Controversially, the PPS will be funded by a 2% annual levy on company pension funds.
Churchill denied that this levy would discourage companies from offering final salary schemes, although many major UK firms have now slammed the doors on new scheme entrants.
His argument was that a competitive job market would keep such schemes on offer to attract and retain staff. That remains to be seen.
But the simple fact is that by whacking off 2% annually from company pension schemes, the PPF represents a source of lost return to their investors.
Many such schemes are run pretty conservatively at lowish compounding rates of return. The only offsetting options are for employees to contribute more or for managers to run the schemes at higher risk/return settings.
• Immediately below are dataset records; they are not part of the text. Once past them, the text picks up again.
use thiserror::Error;

use crate::query::ConditionOperator;

/// Convenience result type for filter compilation and execution.
pub type FilterResult<T> = Result<T, FilterError>;

/// Error type returned when a filter tree cannot be turned into a predicate.
///
/// Every variant except [`FilterError::ThreadPool`] and [`FilterError::InvalidOptions`] is
/// raised while compiling the filter, before any record is evaluated, so a malformed filter
/// never yields a partially filtered result.
#[derive(Debug, Error)]
pub enum FilterError {
    /// A condition references a field that the record schema does not declare.
    #[error("unknown field '{field}'")]
    UnknownField { field: String },

    /// A condition uses an operator that cannot be evaluated against in-memory records.
    #[error("unsupported operator {operator:?} on field '{field}'")]
    UnsupportedOperator {
        field: String,
        operator: ConditionOperator,
    },

    /// An operand (or the operator itself) is incompatible with the field's declared type.
    #[error("type mismatch on field '{field}': expected {expected}, got {actual}")]
    TypeMismatch {
        field: String,
        expected: String,
        actual: String,
    },

    /// The number of operand values does not fit the operator's arity.
    #[error("operator {operator:?} on field '{field}' takes {expected} operand(s), got {actual}")]
    OperandCount {
        field: String,
        operator: ConditionOperator,
        expected: &'static str,
        actual: usize,
    },

    /// A nested filter group has no conditions and no child groups.
    #[error("empty nested filter group at depth {depth}")]
    EmptyGroup { depth: usize },

    /// A `Like` pattern could not be compiled.
    #[error("invalid like pattern '{pattern}' on field '{field}': {source}")]
    InvalidPattern {
        field: String,
        pattern: String,
        #[source]
        source: regex::Error,
    },

    /// Execution options are out of range (e.g. a zero chunk size).
    #[error("invalid execution options: {0}")]
    InvalidOptions(String),

    /// The worker pool for parallel execution could not be created.
    #[error("thread pool error: {0}")]
    ThreadPool(#[from] rayon::ThreadPoolBuildError),
}
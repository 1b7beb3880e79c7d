//! In-memory filtering.
//!
//! The processing layer applies filter trees to already materialized records: statically
//! typed [`crate::types::Entity`] values, plain `Vec<Value>` rows read through a
//! [`crate::types::Schema`], or a whole [`crate::types::DataSet`].
//!
//! - [`filter_by()`]: filter entities with default options
//! - [`EntityFilter`]: configurable engine that also exposes the compiled predicate
//!
//! ## Example
//!
//! ```rust
//! use entity_filter::processing::EntityFilter;
//! use entity_filter::query::{ConditionOperator, FilterGroup};
//! use entity_filter::types::{DataSet, DataType, Field, Schema, Value};
//!
//! let schema = Schema::new(vec![
//!     Field::new("id", DataType::Int64),
//!     Field::new("active", DataType::Bool),
//! ]);
//! let ds = DataSet::new(
//!     schema,
//!     vec![
//!         vec![Value::Int64(1), Value::Bool(true)],
//!         vec![Value::Int64(2), Value::Bool(false)],
//!         vec![Value::Int64(3), Value::Bool(true)],
//!     ],
//! );
//!
//! let active = FilterGroup::default().with_condition("active", ConditionOperator::Equal, [true]);
//! let out = EntityFilter::default().filter_dataset(&ds, &active)?;
//! assert_eq!(out.row_count(), 2);
//!
//! // No criteria: nothing is filtered out.
//! let all = EntityFilter::default().filter_dataset(&ds, &FilterGroup::default())?;
//! assert_eq!(all.row_count(), 3);
//! # Ok::<(), entity_filter::FilterError>(())
//! ```

pub mod filter;

pub use filter::{EntityFilter, filter_by};
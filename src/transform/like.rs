//! SQL `LIKE` patterns.

use std::fmt;

use regex::{Regex, RegexBuilder};

use crate::types::Collation;

/// A compiled `LIKE` pattern: `%` matches any run of characters, `_` exactly one, and
/// everything else matches literally. The pattern must match the whole value.
#[derive(Debug, Clone)]
pub struct LikePattern {
    pattern: String,
    regex: Regex,
}

impl LikePattern {
    pub fn new(pattern: &str, collation: Collation) -> Result<Self, regex::Error> {
        let mut source = String::with_capacity(pattern.len() + 8);
        let mut literal = String::new();
        source.push('^');
        for ch in pattern.chars() {
            match ch {
                '%' | '_' => {
                    source.push_str(&regex::escape(&literal));
                    literal.clear();
                    source.push_str(if ch == '%' { ".*" } else { "." });
                }
                _ => literal.push(ch),
            }
        }
        source.push_str(&regex::escape(&literal));
        source.push('$');

        let regex = RegexBuilder::new(&source)
            .case_insensitive(collation == Collation::CaseInsensitive)
            .dot_matches_new_line(true)
            .build()?;

        Ok(Self {
            pattern: pattern.to_string(),
            regex,
        })
    }

    pub fn is_match(&self, text: &str) -> bool {
        self.regex.is_match(text)
    }

    pub fn as_str(&self) -> &str {
        &self.pattern
    }
}

impl fmt::Display for LikePattern {
    fn fmt(&self, f: &mut fmt::Formatter<'_>) -> fmt::Result {
        write!(f, "{:?}", self.pattern)
    }
}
Only a minority of employees can expect to be bailed out by the PPF, which means that the majority get no benefit, lose out on returns, and are confronted by the need to increase risk or saving.
There are no free lunches and the PPF represents a problem even as it is sold as a solution.
Similar moral hazard analysis could be done on the government's New Zealand Superannuation Fund, which with its projected gross-of-tax return is supposed to finance 30% of NZ Superannuation costs over a period of decades.
Arguably there could be moral hazard in that people do not save enough for retirement on the assumption that the taxpayer-funded NZSF will guarantee a pension.
Those who will need the NZSF-subsidised pension most are likely to be those who contributed least tax to it and did not save anything besides. And, like the PPF, the NZSF imposes a levy on workers in the form of its taxation-sourced $2.2 billion a year that is diverted away from pay packets of individual savers, hitting their potential returns.